Rollin’, Rollin’, Respectin’ Along the Western Trail

Rollin’, Rollin’, Respectin’ Along the Western Trail

From Bandera, Texas, to Ogallala, Nebraska.

By: Johnny D. Boggs 08/01/2009


 

Oklahoma and Kansas

Here’s an obstacle Vernon’s Western Trail Heritage Center might face. Clinton once was home of the Western Trail Museum. Today, it’s home instead to the Oklahoma Route 66 Museum. Seems that tourists just weren’t stampeding to see a Western Trail museum, so the brass decided to honor another “mother road.” Maybe if I could just persuade that great road storyteller, Michael Wallis, to write a book about the Western Trail, all would be saved.

Michael has written about Route 66, the Lincoln Highway, the 101 Ranch, Billy the Kid and Pretty Boy Floyd. A Western Trail history would be natural. Mike, you can save this trail! Make a pitch! No publisher can say “no!” to the Sheriff from the Pixar movie Cars.

Well, no matter. The Oklahoma Route 66 Museum is still a good place to get your kicks before lighting out for Fort Supply to visit Fort Supply Historic Site, run by the Oklahoma Historical Society (check out Cavalry Day on September 19). Then push on north to Dodge City, Kansas.

You know Dodge, of course. It’s the Queen of the Cowtowns, Kansas’s version of Sin City. Home of Wyatt Earp and Gunsmoke’s Miss Kitty. It’s a town that still smells like a cowtown, and if you can make it to the Boot Hill Museum without getting smashed by a big-rig truck, you deserve a cold one at the Long Branch Saloon.

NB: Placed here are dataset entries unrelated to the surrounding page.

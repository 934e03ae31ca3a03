//! Post editor: a contenteditable surface with light formatting and
//! selection-anchored comments.
//!
//! Formatting is presentation only. What flows back out through
//! `on_change` is the rendered plain text, which is what feedback
//! submission and diffing operate on.

use dioxus::prelude::*;
use wasm_bindgen::JsCast;

use crate::session::state::InlineComment;

const EDITOR_ID: &str = "post-editor";
const CHAR_LIMIT: usize = 3000;
const CHAR_WARN_AT: usize = 2700;
const HIGHLIGHT_COLOR: &str = "#fde68a";

// ── Plain text to editor HTML ─────────────────────────────────────────────────

/// Seed HTML for the editable surface: blank lines split paragraphs,
/// single newlines become line breaks.
pub fn text_to_editor_html(text: &str) -> String {
    if text.is_empty() {
        return String::new();
    }
    text.split("\n\n")
        .map(|p| p.trim_matches('\n'))
        .filter(|p| !p.trim().is_empty())
        .map(|p| format!("<p>{}</p>", escape_html(p).replace('\n', "<br>")))
        .collect()
}

fn escape_html(text: &str) -> String {
    text.replace('&', "&amp;")
        .replace('<', "&lt;")
        .replace('>', "&gt;")
        .replace('"', "&quot;")
}

/// Counter class: warn as the text nears the post length limit, flag it
/// once over.
pub fn char_counter_class(count: usize) -> &'static str {
    if count > CHAR_LIMIT {
        "char-counter char-counter-over"
    } else if count > CHAR_WARN_AT {
        "char-counter char-counter-warn"
    } else {
        "char-counter"
    }
}

// ── DOM access ────────────────────────────────────────────────────────────────

fn editor_element() -> Option<web_sys::HtmlElement> {
    web_sys::window()?
        .document()?
        .get_element_by_id(EDITOR_ID)?
        .dyn_into::<web_sys::HtmlElement>()
        .ok()
}

/// Rendered plain text of the surface: paragraph boundaries come back as
/// blank lines, `<br>` as single newlines.
fn editor_text() -> Option<String> {
    editor_element().map(|el| el.inner_text())
}

fn html_document() -> Option<web_sys::HtmlDocument> {
    web_sys::window()?
        .document()?
        .dyn_into::<web_sys::HtmlDocument>()
        .ok()
}

fn exec(command: &str) {
    if let Some(doc) = html_document() {
        let _ = doc.exec_command(command);
    }
}

fn exec_with_value(command: &str, value: &str) {
    if let Some(doc) = html_document() {
        let _ = doc.exec_command_with_show_ui_and_value(command, false, value);
    }
}

fn command_state(command: &str) -> bool {
    html_document()
        .and_then(|d| d.query_command_state(command).ok())
        .unwrap_or(false)
}

fn command_enabled(command: &str) -> bool {
    html_document()
        .and_then(|d| d.query_command_enabled(command).ok())
        .unwrap_or(false)
}

fn selection_text() -> String {
    web_sys::window()
        .and_then(|w| w.get_selection().ok().flatten())
        .map(|s| String::from(s.to_string()))
        .unwrap_or_default()
}

// ── Components ────────────────────────────────────────────────────────────────

#[component]
fn ToolbarButton(
    title: String,
    #[props(default)] active: bool,
    #[props(default)] disabled: bool,
    onpress: EventHandler<()>,
    children: Element,
) -> Element {
    rsx! {
        button {
            class: if active { "toolbar-button active" } else { "toolbar-button" },
            title: "{title}",
            disabled: disabled,
            // Keep the editor's selection alive while clicking
            onmousedown: move |e| e.prevent_default(),
            onclick: move |_| onpress.call(()),
            {children}
        }
    }
}

/// The edit surface plus its chrome. `content` seeds the DOM once per
/// mount; remount (via a key change upstream) to re-seed. `current_text`
/// only drives the character counter.
#[component]
pub fn EditorPane(
    content: String,
    current_text: String,
    inline_comments: Vec<InlineComment>,
    on_change: EventHandler<String>,
    on_add_inline_comment: EventHandler<(String, String)>,
    on_remove_inline_comment: EventHandler<String>,
) -> Element {
    let mut show_comment_input = use_signal(|| false);
    let mut comment_text = use_signal(String::new);
    let mut selected_text = use_signal(String::new);

    let char_count = current_text.chars().count();
    let comment_count = inline_comments.len();
    let seed_html = text_to_editor_html(&content);

    let open_comment_modal = move |_| {
        let selection = selection_text();
        if selection.trim().is_empty() {
            return;
        }
        exec_with_value("hiliteColor", HIGHLIGHT_COLOR);
        selected_text.set(selection);
        show_comment_input.set(true);
    };

    let submit_comment = move |_| {
        let comment = comment_text.read().trim().to_string();
        if comment.is_empty() {
            return;
        }
        on_add_inline_comment.call((selected_text(), comment));
        comment_text.set(String::new());
        selected_text.set(String::new());
        show_comment_input.set(false);
    };

    let comment_rows = inline_comments.iter().cloned().map(|ic| {
        let remove_id = ic.id.clone();
        rsx! {
            div { class: "inline-comment", key: "{ic.id}",
                div { class: "inline-comment-body",
                    span { class: "inline-comment-quote", "\"{ic.text}\"" }
                    p { class: "inline-comment-text", "{ic.comment}" }
                }
                button {
                    class: "inline-comment-remove",
                    title: "Remove comment",
                    onclick: move |_| on_remove_inline_comment.call(remove_id.clone()),
                    "×"
                }
            }
        }
    });

    rsx! {
        div { class: "editor",
            if show_comment_input() {
                div { class: "modal-overlay",
                    div { class: "comment-modal",
                        h3 { class: "modal-title", "Add Comment" }
                        div { class: "modal-quote",
                            span { class: "modal-quote-label", "Selected: " }
                            "\"{selected_text}\""
                        }
                        textarea {
                            class: "modal-input",
                            rows: "3",
                            autofocus: true,
                            placeholder: "What feedback do you have for this text?",
                            value: "{comment_text}",
                            oninput: move |e| comment_text.set(e.value()),
                        }
                        div { class: "modal-actions",
                            button {
                                class: "modal-cancel",
                                onclick: move |_| {
                                    comment_text.set(String::new());
                                    selected_text.set(String::new());
                                    show_comment_input.set(false);
                                },
                                "Cancel"
                            }
                            button {
                                class: "modal-confirm",
                                disabled: comment_text.read().trim().is_empty(),
                                onclick: submit_comment,
                                "Add Comment"
                            }
                        }
                    }
                }
            }

            div { class: "editor-toolbar",
                ToolbarButton {
                    title: "Bold (Ctrl+B)",
                    active: command_state("bold"),
                    onpress: move |_| exec("bold"),
                    strong { "B" }
                }
                ToolbarButton {
                    title: "Italic (Ctrl+I)",
                    active: command_state("italic"),
                    onpress: move |_| exec("italic"),
                    em { "I" }
                }
                ToolbarButton {
                    title: "Strikethrough",
                    active: command_state("strikeThrough"),
                    onpress: move |_| exec("strikeThrough"),
                    s { "S" }
                }
                span { class: "toolbar-divider" }
                ToolbarButton {
                    title: "Bullet List",
                    active: command_state("insertUnorderedList"),
                    onpress: move |_| exec("insertUnorderedList"),
                    "• List"
                }
                ToolbarButton {
                    title: "Numbered List",
                    active: command_state("insertOrderedList"),
                    onpress: move |_| exec("insertOrderedList"),
                    "1. List"
                }
                span { class: "toolbar-divider" }
                ToolbarButton {
                    title: "Undo (Ctrl+Z)",
                    disabled: !command_enabled("undo"),
                    onpress: move |_| exec("undo"),
                    "↶"
                }
                ToolbarButton {
                    title: "Redo (Ctrl+Shift+Z)",
                    disabled: !command_enabled("redo"),
                    onpress: move |_| exec("redo"),
                    "↷"
                }
                span { class: "toolbar-divider" }
                ToolbarButton {
                    title: "Add comment to selection",
                    onpress: open_comment_modal,
                    "💬 Comment"
                }
                span { class: "toolbar-spacer" }
                span { class: char_counter_class(char_count), "{char_count} / 3000" }
            }

            div {
                id: EDITOR_ID,
                class: "editor-surface",
                contenteditable: "true",
                "data-placeholder": "Start typing...",
                dangerous_inner_html: "{seed_html}",
                oninput: move |_| {
                    if let Some(text) = editor_text() {
                        on_change.call(text);
                    }
                },
            }

            if !inline_comments.is_empty() {
                div { class: "inline-comments",
                    h4 { class: "inline-comments-title", "Inline Comments ({comment_count})" }
                    div { class: "inline-comment-list", {comment_rows} }
                }
            }

            div { class: "editor-footer",
                p { "Tip: Select text to add inline comments or apply formatting" }
            }
        }
    }
}

#[cfg(test)]
mod tests {
    use super::*;

    #[test]
    fn blank_lines_split_paragraphs() {
        assert_eq!(
            text_to_editor_html("First point.\n\nSecond point.\nStill second."),
            "<p>First point.</p><p>Second point.<br>Still second.</p>"
        );
    }

    #[test]
    fn extra_blank_lines_collapse() {
        assert_eq!(text_to_editor_html("a\n\n\nb"), "<p>a</p><p>b</p>");
        assert_eq!(text_to_editor_html("a\n\n\n\nb"), "<p>a</p><p>b</p>");
    }

    #[test]
    fn markup_in_drafts_is_escaped() {
        assert_eq!(
            text_to_editor_html("Ship <fast> & \"loud\""),
            "<p>Ship &lt;fast&gt; &amp; &quot;loud&quot;</p>"
        );
    }

    #[test]
    fn empty_text_renders_nothing() {
        assert_eq!(text_to_editor_html(""), "");
        assert_eq!(text_to_editor_html("\n\n"), "");
    }

    #[test]
    fn counter_warns_near_the_limit() {
        assert_eq!(char_counter_class(100), "char-counter");
        assert_eq!(char_counter_class(2700), "char-counter");
        assert_eq!(char_counter_class(2701), "char-counter char-counter-warn");
        assert_eq!(char_counter_class(3000), "char-counter char-counter-warn");
        assert_eq!(char_counter_class(3001), "char-counter char-counter-over");
    }
}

Actually, Dodge City is charming and a lot of fun. It’s cultural (Depot Theater Company). It’s cowboy (Dodge City Roundup Rodeo). It’s historic (Mueller-Schmidt Home of Stone). And it’s kitsch (Gunfighters Wax Museum). It’s even bridle bits (Bridle Bit Museum ... that’s right, a collection of historic bridle bits, open by appointment).

I always hate to get the hell out of Dodge.

 

Trail to Ogallala

Yet I must make my way to another great cowtown on the Western Trail; Ogallala also doesn’t get enough respect.

The Gateway of the Northern Plains was cowtown king from the 1870s until the mid-1880s. In fiction, Gus and Call came through Ogallala in Lonesome Dove. In nonfiction, it was home to Tuck’s Saloon and other fine watering holes. “From amongst its half hundred buildings, no church spire pointed upward,” Andy Adams wrote in 1903’s Log of a Cowboy, “but instead, three fourths of its business houses were dance halls, gambling houses, and saloons.” 

The cowtown’s Boot Hill isn’t quite the “Gomorrah of the cattle trail” today, like Adams called it, but it is definitely a hill, and it is as fine a historic boneyard as you are apt to find in western Nebraska.